I've listened to the Rutherford and Fry podcast in the past, but this interview really demonstrates how thoughtful and interesting Adam is.
This pair could make a series of amazing podcasts!
Brilliant interview with a fabulous guest and it’s always a joy to watch Ash interview - so brilliantly engaging with the subject and their subject. Can’t quite get past how much Richard reminds me of a young Robert De Nero though….
Disappointing end with the throw away comments about Dawkins and "The New Atheists". No depth to it, I'm surprised by both Ask and Adam criticising in exactly the manner they accuse Dawkins et al of criticising. "What is asserted without evidence can be dismissed without evidence", surely applies to that portion of the discussion.
It applies to this whole interview.
That´s a very interesting subject/conversation, and Ash brilliantly conducted the interview.
Science IS truth. As far as we know. . .
What a fascinating conversation. I learned a lot. Thank you both.
To be fair Ash, you're also English because you can joke in a self-deprecating way about being emotionally repressed!
Is she English or British? when I think of a English gentleman, I think of a white European.
And being emotionally repressed and self-deprecating is not exclusively English or British. In my opinion I find the English quite emotional yet apathetic.
@@JD-zw5os Fair enough. All generalisations are false including this one!
A little pit off by the runtime, but saw enough clips on TikTok that I wanted to see the wider discussion. Rutherford is always interesting, but this was a great interview- should almost be prescribed viewing.
Everyone should see this interview 👌
Ash = enthusiastic and charming but also insightful and hosts a great interview.
One could argue that abortion hitting minorities and the poor is a form of eugenics
One could and as long as it is done without state coercion, it would be a positive argument. Not positive for the aborted would-be-person, but it is positive for the society, it is also positive for the mother.
I think his argument at the end that 'all science is political' is taking abstraction to extreme levels, to the point where both the activity and the notion of a thing being 'political' no longer have any pertinent meaning. Not really wrong, but also not really saying anything, a nothingburger.
It's like saying 'everything is political', I mean yeah but also... so what?
Hmm not really.
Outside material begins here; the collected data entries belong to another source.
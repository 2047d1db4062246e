//! # extapi Drivers
//!
//! Named drivers loaded from a namespace and indexed by the type they report,
//! e.g. the VIM drivers (`openstack`, `kubernetes`) of the NFVO namespace.
//!
//! - [`Driver`]: a driver with a type and method-name based invocation.
//! - [`DriverCatalog`]: (namespace, name) → constructor, filled at startup.
//! - [`DriverManager`](manager::DriverManager): the loaded drivers of one namespace.
pub mod error;
pub mod manager;

use std::collections::BTreeMap;

use serde_json::Value;

pub use error::DriverError;
pub use manager::DriverManager;

/// A driver of some backend
pub trait Driver: Send + Sync {
    /// Type the driver is indexed by, e.g. `"openstack"`
    fn driver_type(&self) -> &str;

    /// Implementation name used in log messages
    fn name(&self) -> &str;

    fn description(&self) -> &str {
        ""
    }

    /// Call `method` with keyword arguments given as a JSON object
    fn invoke(&self, method: &str, kwargs: &Value) -> Result<Value, DriverError>;
}

/// Constructor of a driver
pub type DriverFactory = fn() -> Box<dyn Driver>;

/// Drivers known to the process, by namespace and name
#[derive(Debug, Clone, Default)]
pub struct DriverCatalog {
    factories: BTreeMap<(String, String), DriverFactory>,
}

impl DriverCatalog {
    pub fn new() -> Self {
        Self::default()
    }

    pub fn register(
        &mut self,
        namespace: impl Into<String>,
        name: impl Into<String>,
        factory: DriverFactory,
    ) -> &mut Self {
        self.factories.insert((namespace.into(), name.into()), factory);
        self
    }

    pub fn contains(&self, namespace: &str, name: &str) -> bool {
        self.factories
            .contains_key(&(namespace.to_string(), name.to_string()))
    }

    /// Names registered under `namespace`, sorted
    pub fn names(&self, namespace: &str) -> Vec<&str> {
        self.factories
            .keys()
            .filter(|(ns, _)| ns == namespace)
            .map(|(_, name)| name.as_str())
            .collect()
    }

    pub fn instantiate(&self, namespace: &str, name: &str) -> Option<Box<dyn Driver>> {
        self.factories
            .get(&(namespace.to_string(), name.to_string()))
            .map(|factory| factory())
    }
}
use std::collections::BTreeMap;
use std::collections::btree_map::Entry;

use serde::{Deserialize, Serialize};
use serde_json::{Map, Value};

/// Properties of one attribute (`allow_post`, `allow_put`, `default`, `is_visible`, ...)
pub type AttributeProperties = Map<String, Value>;

/// Attribute name → properties, for one resource
pub type ResourceAttributes = BTreeMap<String, AttributeProperties>;

/// Resource name → attribute name → attribute properties
#[derive(Debug, Clone, Default, PartialEq, Serialize, Deserialize)]
#[serde(transparent)]
pub struct AttributeMap(BTreeMap<String, ResourceAttributes>);

impl AttributeMap {
    pub fn new() -> Self {
        Self::default()
    }

    /// Build a map from a JSON document of the same shape
    pub fn from_json(value: Value) -> Result<Self, serde_json::Error> {
        serde_json::from_value(value)
    }

    pub fn to_json(&self) -> Value {
        serde_json::to_value(self).unwrap_or(Value::Null)
    }

    pub fn resource(&self, name: &str) -> Option<&ResourceAttributes> {
        self.0.get(name)
    }

    pub fn resource_mut(&mut self, name: &str) -> Option<&mut ResourceAttributes> {
        self.0.get_mut(name)
    }

    pub fn contains_resource(&self, name: &str) -> bool {
        self.0.contains_key(name)
    }

    /// Properties of a single attribute
    pub fn attribute(&self, resource: &str, attribute: &str) -> Option<&AttributeProperties> {
        self.0.get(resource).and_then(|attrs| attrs.get(attribute))
    }

    /// Resource names in sorted order
    pub fn resource_names(&self) -> impl Iterator<Item = &str> {
        self.0.keys().map(String::as_str)
    }

    pub fn iter(&self) -> impl Iterator<Item = (&String, &ResourceAttributes)> {
        self.0.iter()
    }

    pub fn len(&self) -> usize {
        self.0.len()
    }

    pub fn is_empty(&self) -> bool {
        self.0.is_empty()
    }

    /// Replace the attributes of `resource`
    pub fn insert_resource(&mut self, resource: impl Into<String>, attrs: ResourceAttributes) {
        self.0.insert(resource.into(), attrs);
    }

    /// Set the properties of one attribute, creating the resource if needed
    pub fn set_attribute(
        &mut self,
        resource: impl Into<String>,
        attribute: impl Into<String>,
        properties: AttributeProperties,
    ) {
        self.0
            .entry(resource.into())
            .or_default()
            .insert(attribute.into(), properties);
    }

    /// Merge `other` into this map.
    ///
    /// Attributes of a resource already present are overwritten whole; a
    /// resource that is absent, or present with no attributes, is taken
    /// as given.
    pub fn merge(&mut self, other: AttributeMap) {
        for (resource, attrs) in other.0 {
            match self.0.entry(resource) {
                Entry::Occupied(mut entry) if !entry.get().is_empty() => {
                    entry.get_mut().extend(attrs);
                }
                Entry::Occupied(mut entry) => {
                    entry.insert(attrs);
                }
                Entry::Vacant(entry) => {
                    entry.insert(attrs);
                }
            }
        }
    }

    /// Fold other extensions' contributions into the resources this map owns.
    ///
    /// Only resources already present here are touched; attributes of
    /// `extended` overwrite ours.
    pub fn absorb_extended(&mut self, extended: &AttributeMap) {
        for (resource, attrs) in self.0.iter_mut() {
            if let Some(extended_attrs) = extended.0.get(resource) {
                if !extended_attrs.is_empty() {
                    attrs.extend(extended_attrs.iter().map(|(k, v)| (k.clone(), v.clone())));
                }
            }
        }
    }
}

impl From<BTreeMap<String, ResourceAttributes>> for AttributeMap {
    fn from(map: BTreeMap<String, ResourceAttributes>) -> Self {
        Self(map)
    }
}

impl IntoIterator for AttributeMap {
    type Item = (String, ResourceAttributes);
    type IntoIter = std::collections::btree_map::IntoIter<String, ResourceAttributes>;

    fn into_iter(self) -> Self::IntoIter {
        self.0.into_iter()
    }
}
To say all science is political is to point to the simple fact that science takes place within a wider context, and that context shapes what research is undertaken, where the burden of proof is assumed to lie, and even how data is interpreted. It's not a 'nothingburger' to point this out, when so many people like to pretend that science _as it is actually practiced_ is somehow neutral. Don't misunderstand me, the scientific method is clearly the best method we have for discovering how the world actually works. But when we start to act as if science isn't political, we fall into the trap of thinking that its conclusions are entirely neutral. This can be (and has been) abused.